#### Problem
In the listing below, the answer starts at the line that has "self.retry = retry;" and stops after the line that has "are reported through"; please repeat that part exactly and nothing more.
------------------------------------------------------------------------
#![forbid(unsafe_code)]

pub mod app_services;
pub mod auth;
pub mod catalog_service;
pub mod dashboard_service;
pub mod error;
pub mod meeting_service;
pub mod progress_service;
pub mod quiz_service;
pub mod retry;
pub mod seed;

pub use epsilon_core::Clock;

pub use app_services::AppServices;
pub use auth::{AuthProvider, LoginRequired, StaticAuth, StoredAuth, optional_user};
pub use catalog_service::{CatalogService, ResourceStatus};
pub use dashboard_service::{DashboardOverview, DashboardService};
pub use error::{
    AppServicesError, AuthError, CatalogError, DashboardError, MeetingServiceError,
    ProgressServiceError, QuizServiceError,
};
pub use meeting_service::{MeetingService, MonthView};
pub use progress_service::{CompletionOutcome, ProfileView, ProgressService};
pub use quiz_service::{PersistenceStatus, QuizService, QuizSubmission};
pub use retry::RetryPolicy;
pub use seed::{SeedError, SeedReport, seed_demo_content};
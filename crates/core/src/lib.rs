#![forbid(unsafe_code)]

pub mod calendar;
pub mod catalog;
pub mod evaluator;
pub mod model;
pub mod notify;
pub mod quiz_session;
pub mod time;

pub use evaluator::{ProgressSummary, QuizStats, evaluate};
pub use notify::{NotificationTrigger, ProgressEvent};
pub use quiz_session::{QuizError, QuizResult, QuizSession};
pub use time::Clock;
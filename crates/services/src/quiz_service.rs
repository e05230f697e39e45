use std::sync::Arc;

use epsilon_core::model::{AttemptId, CurrentUser, QuizAttempt, ResourceId, ResourceType};
use epsilon_core::{QuizResult, QuizSession};
use storage::repository::{QuizAttemptRepository, StorageError};
use tracing::{info, warn};

use crate::Clock;
use crate::catalog_service::CatalogService;
use crate::error::{ProgressServiceError, QuizServiceError};
use crate::progress_service::{CompletionOutcome, ProgressService};
use crate::retry::RetryPolicy;

/// What happened to a submission in the store.
#[derive(Debug, Clone, PartialEq, Eq)]
pub enum PersistenceStatus {
    /// Nobody signed in; the result was scored but not stored.
    Anonymous,
    Saved {
        attempt_id: AttemptId,
        completion: CompletionOutcome,
    },
    /// The store rejected a write after retries. The session stays submitted.
    Failed(StorageError),
}

impl PersistenceStatus {
    #[must_use]
    pub fn is_saved(&self) -> bool {
        matches!(self, PersistenceStatus::Saved { .. })
    }
}

#[derive(Debug, Clone, PartialEq, Eq)]
pub struct QuizSubmission {
    pub result: QuizResult,
    pub persistence: PersistenceStatus,
}

/// Runs quiz sessions against the catalog and records their outcome.
#[derive(Clone)]
pub struct QuizService {
    clock: Clock,
    catalog: CatalogService,
    attempts: Arc<dyn QuizAttemptRepository>,
    progress: ProgressService,
    retry: RetryPolicy,
}

impl QuizService {
    #[must_use]
    pub fn new(
        clock: Clock,
        catalog: CatalogService,
        attempts: Arc<dyn QuizAttemptRepository>,
        progress: ProgressService,
    ) -> Self {
        Self {
            clock,
            catalog,
            attempts,
            progress,
            retry: RetryPolicy::default(),
        }
    }

    /// Retry policy for the attempt write and the progress update.
    #[must_use]
    pub fn with_retry(mut self, retry: RetryPolicy) -> Self {
        self.retry = retry;
        self.progress = self.progress.with_retry(retry);
        self
    }

    /// Open a fresh session for a quiz resource.
    ///
    /// # Errors
    ///
    /// Returns `QuizServiceError::Catalog` for an unknown id or a resource
    /// that is not a quiz, and `QuizServiceError::Quiz` for an empty quiz.
    pub async fn start(&self, quiz_id: ResourceId) -> Result<QuizSession, QuizServiceError> {
        let resource = self.catalog.quiz(quiz_id).await?;
        Ok(QuizSession::from_resource(&resource)?)
    }

    /// Score the session and, for a signed-in user, store the attempt and then
    /// mark the quiz complete.
    ///
    /// Store failures do not undo the submission; they are reported through
    /// [`PersistenceStatus::Failed`].
    ///
    /// # Errors
    ///
    /// Returns `QuizServiceError::Quiz` if the session is incomplete or already
    /// submitted. No store call is made in that case.
    pub async fn submit(
        &self,
        session: &mut QuizSession,
        user: Option<&CurrentUser>,
    ) -> Result<QuizSubmission, QuizServiceError> {
        let result = session.submit()?;
        let Some(user) = user else {
            info!(quiz = %session.quiz_id(), score = result.score, "anonymous quiz submission");
            return Ok(QuizSubmission {
                result,
                persistence: PersistenceStatus::Anonymous,
            });
        };

        let attempt = QuizAttempt::from_answers(
            user.email.clone(),
            session.quiz_id(),
            result.total,
            session.attempt_answers(),
            self.clock.now(),
        )?;
        let persistence = self.persist(session, &attempt).await;

        Ok(QuizSubmission {
            result,
            persistence,
        })
    }

    async fn persist(&self, session: &QuizSession, attempt: &QuizAttempt) -> PersistenceStatus {
        let repo = self.attempts.as_ref();
        let saved = self
            .retry
            .run("attempt.append", move || repo.append_attempt(attempt))
            .await;
        let attempt_id = match saved {
            Ok(id) => id,
            Err(e) => {
                warn!(quiz = %attempt.quiz_id(), email = %attempt.user_email(), error = %e, "quiz attempt not saved");
                return PersistenceStatus::Failed(e);
            }
        };
        info!(
            quiz = %attempt.quiz_id(),
            email = %attempt.user_email(),
            score = %attempt.score_label(),
            "quiz attempt saved"
        );

        match self
            .progress
            .record_completion(
                attempt.user_email(),
                ResourceType::Quiz,
                session.quiz_id(),
                session.xp_reward(),
            )
            .await
        {
            Ok(completion) => PersistenceStatus::Saved {
                attempt_id,
                completion,
            },
            Err(ProgressServiceError::Storage(e)) => {
                warn!(
                    quiz = %attempt.quiz_id(),
                    %attempt_id,
                    error = %e,
                    "attempt saved but progress not updated"
                );
                PersistenceStatus::Failed(e)
            }
        }
    }
}
use std::collections::HashMap;
use std::sync::Arc;

use epsilon_core::catalog::ResourceFilter;
use epsilon_core::model::{ProgressRecord, QuizAttempt, Resource, ResourceId, ResourceType, UserEmail};
use serde::Serialize;
use storage::repository::{
    ProgressRepository, QuizAttemptRepository, ResourceRepository, StorageError,
};
use tracing::debug;

use crate::error::CatalogError;

/// What a user has done with one resource.
#[derive(Debug, Clone, PartialEq, Eq, Serialize)]
pub struct ResourceStatus {
    pub resource_id: ResourceId,
    pub completed: bool,
    /// Latest attempt as `"score/total"`, quizzes only.
    pub quiz_score: Option<String>,
}

/// Read access to lessons, videos, downloads and quizzes.
#[derive(Clone)]
pub struct CatalogService {
    resources: Arc<dyn ResourceRepository>,
    progress: Arc<dyn ProgressRepository>,
    attempts: Arc<dyn QuizAttemptRepository>,
}

impl CatalogService {
    #[must_use]
    pub fn new(
        resources: Arc<dyn ResourceRepository>,
        progress: Arc<dyn ProgressRepository>,
        attempts: Arc<dyn QuizAttemptRepository>,
    ) -> Self {
        Self {
            resources,
            progress,
            attempts,
        }
    }

    /// # Errors
    ///
    /// Returns `CatalogError::Storage` if the catalog cannot be read.
    pub async fn list(&self) -> Result<Vec<Resource>, CatalogError> {
        Ok(self.resources.list_resources().await?)
    }

    /// # Errors
    ///
    /// Returns `CatalogError::NotFound` for an unknown id.
    pub async fn get(&self, id: ResourceId) -> Result<Resource, CatalogError> {
        match self.resources.get_resource(id).await {
            Ok(resource) => Ok(resource),
            Err(StorageError::NotFound) => Err(CatalogError::NotFound(id)),
            Err(e) => Err(e.into()),
        }
    }

    /// Resources matching every constraint in `filter`, in catalog order.
    ///
    /// # Errors
    ///
    /// Returns `CatalogError::Storage` if the catalog cannot be read.
    pub async fn filter(&self, filter: &ResourceFilter) -> Result<Vec<Resource>, CatalogError> {
        let all = self.list().await?;
        let matched: Vec<Resource> = filter.apply(&all).cloned().collect();
        debug!(total = all.len(), matched = matched.len(), "filtered catalog");
        Ok(matched)
    }

    /// # Errors
    ///
    /// Returns `CatalogError::NotFound` or `CatalogError::WrongKind`.
    pub async fn lesson(&self, id: ResourceId) -> Result<Resource, CatalogError> {
        self.get_kind(id, ResourceType::Lesson).await
    }

    /// # Errors
    ///
    /// Returns `CatalogError::NotFound` or `CatalogError::WrongKind`.
    pub async fn video(&self, id: ResourceId) -> Result<Resource, CatalogError> {
        self.get_kind(id, ResourceType::Video).await
    }

    /// # Errors
    ///
    /// Returns `CatalogError::NotFound` or `CatalogError::WrongKind`.
    pub async fn download(&self, id: ResourceId) -> Result<Resource, CatalogError> {
        self.get_kind(id, ResourceType::Download).await
    }

    /// # Errors
    ///
    /// Returns `CatalogError::NotFound` or `CatalogError::WrongKind`.
    pub async fn quiz(&self, id: ResourceId) -> Result<Resource, CatalogError> {
        self.get_kind(id, ResourceType::Quiz).await
    }

    async fn get_kind(
        &self,
        id: ResourceId,
        expected: ResourceType,
    ) -> Result<Resource, CatalogError> {
        let resource = self.get(id).await?;
        let found = resource.resource_type();
        if found != expected {
            return Err(CatalogError::WrongKind {
                id,
                expected,
                found,
            });
        }
        Ok(resource)
    }

    /// Status of every resource in `resources` for the given user.
    ///
    /// # Errors
    ///
    /// Returns `CatalogError::Storage` if progress or attempts cannot be read.
    pub async fn statuses_for(
        &self,
        email: &UserEmail,
        resources: &[Resource],
    ) -> Result<Vec<ResourceStatus>, CatalogError> {
        let record = self.progress.find_by_email(email).await?.map(|e| e.record);
        let attempts = self.attempts.attempts_for_user(email).await?;
        let latest = latest_attempts(&attempts);

        Ok(resources
            .iter()
            .map(|r| status_of(r, record.as_ref(), &latest))
            .collect())
    }
}

// attempts come oldest first, so later entries win
fn latest_attempts(attempts: &[QuizAttempt]) -> HashMap<ResourceId, &QuizAttempt> {
    attempts.iter().map(|a| (a.quiz_id(), a)).collect()
}

fn status_of(
    resource: &Resource,
    record: Option<&ProgressRecord>,
    latest: &HashMap<ResourceId, &QuizAttempt>,
) -> ResourceStatus {
    let kind = resource.resource_type();
    ResourceStatus {
        resource_id: resource.id(),
        completed: record.is_some_and(|r| r.has_completed(kind, resource.id())),
        quiz_score: (kind == ResourceType::Quiz)
            .then(|| latest.get(&resource.id()).map(|a| a.score_label()))
            .flatten(),
    }
}
use epsilon_core::model::{AttemptId, QuizAttempt, UserEmail};

use super::SqliteRepository;
use super::mapping::{attempt_id_from_i64, db, id_to_i64, map_attempt_row, to_json};
use crate::repository::{QuizAttemptRepository, StorageError};

#[async_trait::async_trait]
impl QuizAttemptRepository for SqliteRepository {
    async fn append_attempt(&self, attempt: &QuizAttempt) -> Result<AttemptId, StorageError> {
        let res = sqlx::query(
            r"
                INSERT INTO quiz_attempts (
                    user_email, quiz_id, score, total_questions, answers, completed_at
                )
                VALUES (?1, ?2, ?3, ?4, ?5, ?6)
            ",
        )
        .bind(attempt.user_email().as_str())
        .bind(id_to_i64("quiz_id", attempt.quiz_id().value())?)
        .bind(i64::from(attempt.score()))
        .bind(i64::from(attempt.total_questions()))
        .bind(to_json(attempt.answers())?)
        .bind(attempt.completed_at())
        .execute(&self.pool)
        .await
        .map_err(db)?;

        attempt_id_from_i64(res.last_insert_rowid())
    }

    async fn attempts_for_user(
        &self,
        email: &UserEmail,
    ) -> Result<Vec<QuizAttempt>, StorageError> {
        let rows = sqlx::query(
            r"
                SELECT id, user_email, quiz_id, score, total_questions, answers, completed_at
                FROM quiz_attempts
                WHERE user_email = ?1
                ORDER BY completed_at ASC, id ASC
            ",
        )
        .bind(email.as_str())
        .fetch_all(&self.pool)
        .await
        .map_err(db)?;

        rows.iter()
            .map(|row| map_attempt_row(row).map(|(_, attempt)| attempt))
            .collect()
    }
}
------------------------------------------------------------------------
#### Written response
        self.retry = retry;
        self.progress = self.progress.with_retry(retry);
        self
    }

    /// Open a fresh session for a quiz resource.
    ///
    /// # Errors
    ///
    /// Returns `QuizServiceError::Catalog` for an unknown id or a resource
    /// that is not a quiz, and `QuizServiceError::Quiz` for an empty quiz.
    pub async fn start(&self, quiz_id: ResourceId) -> Result<QuizSession, QuizServiceError> {
        let resource = self.catalog.quiz(quiz_id).await?;
        Ok(QuizSession::from_resource(&resource)?)
    }

    /// Score the session and, for a signed-in user, store the attempt and then
    /// mark the quiz complete.
    ///
    /// Store failures do not undo the submission; they are reported through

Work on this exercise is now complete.